■ Required work ■
Return the following from the records below: each line, word for word, starting with the line that contains "filename apps/ring_router/src/core/domain/models/response.rs" and going on through the line that contains "if token.is_empty() ||", with nothing outside that range.

[Stored data entries]
_____
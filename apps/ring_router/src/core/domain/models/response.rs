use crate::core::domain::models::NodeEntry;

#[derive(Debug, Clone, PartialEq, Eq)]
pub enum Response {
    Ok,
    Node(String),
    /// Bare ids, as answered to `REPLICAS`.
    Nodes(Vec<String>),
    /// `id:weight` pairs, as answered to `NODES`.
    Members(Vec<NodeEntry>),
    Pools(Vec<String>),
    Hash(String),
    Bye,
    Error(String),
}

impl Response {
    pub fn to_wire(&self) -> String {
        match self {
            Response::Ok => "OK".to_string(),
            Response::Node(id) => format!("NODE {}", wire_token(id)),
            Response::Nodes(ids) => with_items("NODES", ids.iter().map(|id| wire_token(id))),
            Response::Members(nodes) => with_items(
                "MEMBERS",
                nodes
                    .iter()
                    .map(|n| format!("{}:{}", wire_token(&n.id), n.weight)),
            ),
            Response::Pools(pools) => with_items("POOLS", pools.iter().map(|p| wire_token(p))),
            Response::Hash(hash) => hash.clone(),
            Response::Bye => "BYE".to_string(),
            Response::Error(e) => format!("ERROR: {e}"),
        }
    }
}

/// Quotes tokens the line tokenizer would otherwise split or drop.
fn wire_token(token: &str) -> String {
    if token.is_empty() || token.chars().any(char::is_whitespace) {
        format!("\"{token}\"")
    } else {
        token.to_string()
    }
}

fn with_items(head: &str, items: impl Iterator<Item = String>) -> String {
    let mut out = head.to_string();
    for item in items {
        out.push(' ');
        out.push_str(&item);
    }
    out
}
_____
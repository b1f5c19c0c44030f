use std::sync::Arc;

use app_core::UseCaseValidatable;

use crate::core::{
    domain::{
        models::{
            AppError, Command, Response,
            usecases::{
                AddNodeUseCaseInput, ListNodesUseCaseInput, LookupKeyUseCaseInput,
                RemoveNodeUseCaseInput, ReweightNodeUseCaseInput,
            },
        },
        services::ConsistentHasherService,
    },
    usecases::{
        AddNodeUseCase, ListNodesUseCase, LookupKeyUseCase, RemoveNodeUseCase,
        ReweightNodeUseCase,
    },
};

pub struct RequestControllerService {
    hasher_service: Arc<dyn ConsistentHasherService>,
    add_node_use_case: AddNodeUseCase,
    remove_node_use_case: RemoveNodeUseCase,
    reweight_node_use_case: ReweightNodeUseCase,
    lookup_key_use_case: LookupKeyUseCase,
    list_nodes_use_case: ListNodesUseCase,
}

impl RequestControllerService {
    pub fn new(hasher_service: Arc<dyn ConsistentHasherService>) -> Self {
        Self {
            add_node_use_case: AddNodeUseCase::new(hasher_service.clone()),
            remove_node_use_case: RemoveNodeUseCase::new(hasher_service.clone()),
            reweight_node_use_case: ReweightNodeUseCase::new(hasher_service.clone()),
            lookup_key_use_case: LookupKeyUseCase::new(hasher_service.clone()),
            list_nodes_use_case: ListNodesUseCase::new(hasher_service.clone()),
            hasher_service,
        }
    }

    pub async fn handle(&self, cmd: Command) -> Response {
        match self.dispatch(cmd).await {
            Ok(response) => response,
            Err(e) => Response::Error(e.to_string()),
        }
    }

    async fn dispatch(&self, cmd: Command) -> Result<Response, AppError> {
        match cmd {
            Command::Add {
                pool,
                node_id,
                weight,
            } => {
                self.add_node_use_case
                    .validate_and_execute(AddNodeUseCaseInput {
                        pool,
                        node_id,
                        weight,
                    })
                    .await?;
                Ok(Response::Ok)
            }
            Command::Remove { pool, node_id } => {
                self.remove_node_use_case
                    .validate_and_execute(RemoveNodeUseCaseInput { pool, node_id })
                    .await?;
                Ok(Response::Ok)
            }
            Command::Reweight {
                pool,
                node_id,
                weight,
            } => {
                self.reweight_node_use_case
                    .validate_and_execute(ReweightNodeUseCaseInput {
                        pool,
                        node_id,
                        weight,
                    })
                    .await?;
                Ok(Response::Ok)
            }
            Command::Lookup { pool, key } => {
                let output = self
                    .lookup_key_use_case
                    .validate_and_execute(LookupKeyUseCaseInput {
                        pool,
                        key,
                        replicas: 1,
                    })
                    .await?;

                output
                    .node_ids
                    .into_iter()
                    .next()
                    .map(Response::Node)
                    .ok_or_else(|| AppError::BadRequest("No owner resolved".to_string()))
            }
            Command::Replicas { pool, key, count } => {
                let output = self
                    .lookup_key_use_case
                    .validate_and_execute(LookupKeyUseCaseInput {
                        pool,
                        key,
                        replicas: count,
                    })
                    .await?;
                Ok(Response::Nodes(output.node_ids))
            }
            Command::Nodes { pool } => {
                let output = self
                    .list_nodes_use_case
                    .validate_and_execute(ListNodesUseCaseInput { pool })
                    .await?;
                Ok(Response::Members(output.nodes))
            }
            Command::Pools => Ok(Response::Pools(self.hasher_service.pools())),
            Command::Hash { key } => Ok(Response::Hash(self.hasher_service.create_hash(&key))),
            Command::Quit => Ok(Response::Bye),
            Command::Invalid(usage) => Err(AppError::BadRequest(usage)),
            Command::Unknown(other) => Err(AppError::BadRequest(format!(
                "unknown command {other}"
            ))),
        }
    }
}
_____
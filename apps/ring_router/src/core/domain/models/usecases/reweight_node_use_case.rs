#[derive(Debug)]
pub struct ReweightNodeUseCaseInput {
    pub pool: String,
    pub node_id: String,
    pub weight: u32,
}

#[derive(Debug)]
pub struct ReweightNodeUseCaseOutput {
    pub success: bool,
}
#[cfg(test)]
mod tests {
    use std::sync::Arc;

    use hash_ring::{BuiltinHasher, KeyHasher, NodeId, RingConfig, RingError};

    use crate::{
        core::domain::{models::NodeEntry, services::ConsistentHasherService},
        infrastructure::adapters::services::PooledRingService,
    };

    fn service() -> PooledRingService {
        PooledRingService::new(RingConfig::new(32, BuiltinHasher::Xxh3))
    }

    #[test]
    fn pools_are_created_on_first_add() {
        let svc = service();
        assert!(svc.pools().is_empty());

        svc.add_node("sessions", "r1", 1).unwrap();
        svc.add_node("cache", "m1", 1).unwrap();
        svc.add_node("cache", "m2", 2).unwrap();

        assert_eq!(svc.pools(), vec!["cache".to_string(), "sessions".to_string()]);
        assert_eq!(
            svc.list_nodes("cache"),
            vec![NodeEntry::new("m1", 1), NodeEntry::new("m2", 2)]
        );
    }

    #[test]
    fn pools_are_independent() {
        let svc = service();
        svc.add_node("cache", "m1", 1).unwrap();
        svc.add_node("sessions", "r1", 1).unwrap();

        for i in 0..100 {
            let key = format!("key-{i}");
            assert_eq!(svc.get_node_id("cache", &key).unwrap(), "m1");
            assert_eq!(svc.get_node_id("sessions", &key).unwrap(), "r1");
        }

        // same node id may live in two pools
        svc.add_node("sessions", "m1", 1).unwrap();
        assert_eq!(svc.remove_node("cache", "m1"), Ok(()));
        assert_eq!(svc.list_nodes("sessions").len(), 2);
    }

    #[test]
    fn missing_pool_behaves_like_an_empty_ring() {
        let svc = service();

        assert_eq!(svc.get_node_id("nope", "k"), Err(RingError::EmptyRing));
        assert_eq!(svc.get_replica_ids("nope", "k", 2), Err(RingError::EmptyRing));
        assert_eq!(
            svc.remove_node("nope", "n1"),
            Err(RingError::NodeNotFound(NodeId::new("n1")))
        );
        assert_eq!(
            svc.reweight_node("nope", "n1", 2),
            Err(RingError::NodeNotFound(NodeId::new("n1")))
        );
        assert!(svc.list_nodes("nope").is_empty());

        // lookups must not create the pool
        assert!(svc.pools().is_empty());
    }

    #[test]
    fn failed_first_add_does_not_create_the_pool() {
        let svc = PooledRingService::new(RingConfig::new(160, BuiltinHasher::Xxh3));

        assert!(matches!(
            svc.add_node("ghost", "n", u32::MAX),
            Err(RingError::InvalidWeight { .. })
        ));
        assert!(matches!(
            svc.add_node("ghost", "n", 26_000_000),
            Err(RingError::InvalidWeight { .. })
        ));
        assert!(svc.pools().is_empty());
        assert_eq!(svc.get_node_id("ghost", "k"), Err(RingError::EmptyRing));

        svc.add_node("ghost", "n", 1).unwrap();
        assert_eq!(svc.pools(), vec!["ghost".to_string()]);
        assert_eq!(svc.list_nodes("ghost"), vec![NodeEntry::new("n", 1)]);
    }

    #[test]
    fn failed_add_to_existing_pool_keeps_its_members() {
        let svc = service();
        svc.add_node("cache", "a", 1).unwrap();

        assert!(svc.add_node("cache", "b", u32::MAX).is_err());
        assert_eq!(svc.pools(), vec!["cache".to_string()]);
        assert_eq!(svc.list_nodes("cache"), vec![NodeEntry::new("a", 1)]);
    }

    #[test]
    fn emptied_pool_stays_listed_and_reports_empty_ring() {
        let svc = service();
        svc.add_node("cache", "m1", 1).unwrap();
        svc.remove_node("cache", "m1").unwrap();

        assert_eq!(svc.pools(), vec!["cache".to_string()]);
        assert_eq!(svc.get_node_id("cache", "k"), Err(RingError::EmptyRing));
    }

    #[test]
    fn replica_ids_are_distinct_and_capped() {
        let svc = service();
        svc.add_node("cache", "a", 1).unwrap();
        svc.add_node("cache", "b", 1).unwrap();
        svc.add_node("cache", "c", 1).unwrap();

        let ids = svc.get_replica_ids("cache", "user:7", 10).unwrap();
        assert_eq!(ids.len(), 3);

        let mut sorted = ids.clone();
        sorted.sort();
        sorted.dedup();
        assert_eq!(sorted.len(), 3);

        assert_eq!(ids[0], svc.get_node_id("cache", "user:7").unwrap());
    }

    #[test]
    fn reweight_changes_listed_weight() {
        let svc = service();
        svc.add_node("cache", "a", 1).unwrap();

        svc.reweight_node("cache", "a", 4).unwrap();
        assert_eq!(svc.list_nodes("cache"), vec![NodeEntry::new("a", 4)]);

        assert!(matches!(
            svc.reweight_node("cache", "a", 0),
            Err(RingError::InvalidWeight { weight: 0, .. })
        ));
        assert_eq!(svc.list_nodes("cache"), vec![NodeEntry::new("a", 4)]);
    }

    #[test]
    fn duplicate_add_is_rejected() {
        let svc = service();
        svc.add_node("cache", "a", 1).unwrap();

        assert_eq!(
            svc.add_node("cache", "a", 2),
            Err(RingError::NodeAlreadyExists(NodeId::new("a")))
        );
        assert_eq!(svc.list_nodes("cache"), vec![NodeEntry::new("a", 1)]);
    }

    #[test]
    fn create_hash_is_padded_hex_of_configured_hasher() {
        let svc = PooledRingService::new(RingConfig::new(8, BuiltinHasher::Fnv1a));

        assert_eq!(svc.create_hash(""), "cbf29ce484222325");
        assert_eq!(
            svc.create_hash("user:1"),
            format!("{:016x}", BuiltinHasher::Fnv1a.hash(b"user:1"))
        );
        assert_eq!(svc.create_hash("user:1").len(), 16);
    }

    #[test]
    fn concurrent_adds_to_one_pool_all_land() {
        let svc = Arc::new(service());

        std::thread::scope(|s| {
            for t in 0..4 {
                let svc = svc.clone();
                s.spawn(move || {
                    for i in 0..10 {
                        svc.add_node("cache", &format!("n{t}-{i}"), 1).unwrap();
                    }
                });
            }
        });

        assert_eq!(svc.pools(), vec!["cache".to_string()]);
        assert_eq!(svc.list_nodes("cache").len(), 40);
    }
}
_____
■ Answer box ■
filename apps/ring_router/src/core/domain/models/response.rs
use crate::core::domain::models::NodeEntry;

#[derive(Debug, Clone, PartialEq, Eq)]
pub enum Response {
    Ok,
    Node(String),
    /// Bare ids, as answered to `REPLICAS`.
    Nodes(Vec<String>),
    /// `id:weight` pairs, as answered to `NODES`.
    Members(Vec<NodeEntry>),
    Pools(Vec<String>),
    Hash(String),
    Bye,
    Error(String),
}

impl Response {
    pub fn to_wire(&self) -> String {
        match self {
            Response::Ok => "OK".to_string(),
            Response::Node(id) => format!("NODE {}", wire_token(id)),
            Response::Nodes(ids) => with_items("NODES", ids.iter().map(|id| wire_token(id))),
            Response::Members(nodes) => with_items(
                "MEMBERS",
                nodes
                    .iter()
                    .map(|n| format!("{}:{}", wire_token(&n.id), n.weight)),
            ),
            Response::Pools(pools) => with_items("POOLS", pools.iter().map(|p| wire_token(p))),
            Response::Hash(hash) => hash.clone(),
            Response::Bye => "BYE".to_string(),
            Response::Error(e) => format!("ERROR: {e}"),
        }
    }
}

/// Quotes tokens the line tokenizer would otherwise split or drop.
fn wire_token(token: &str) -> String {
    if token.is_empty() || token.chars().any(char::is_whitespace) {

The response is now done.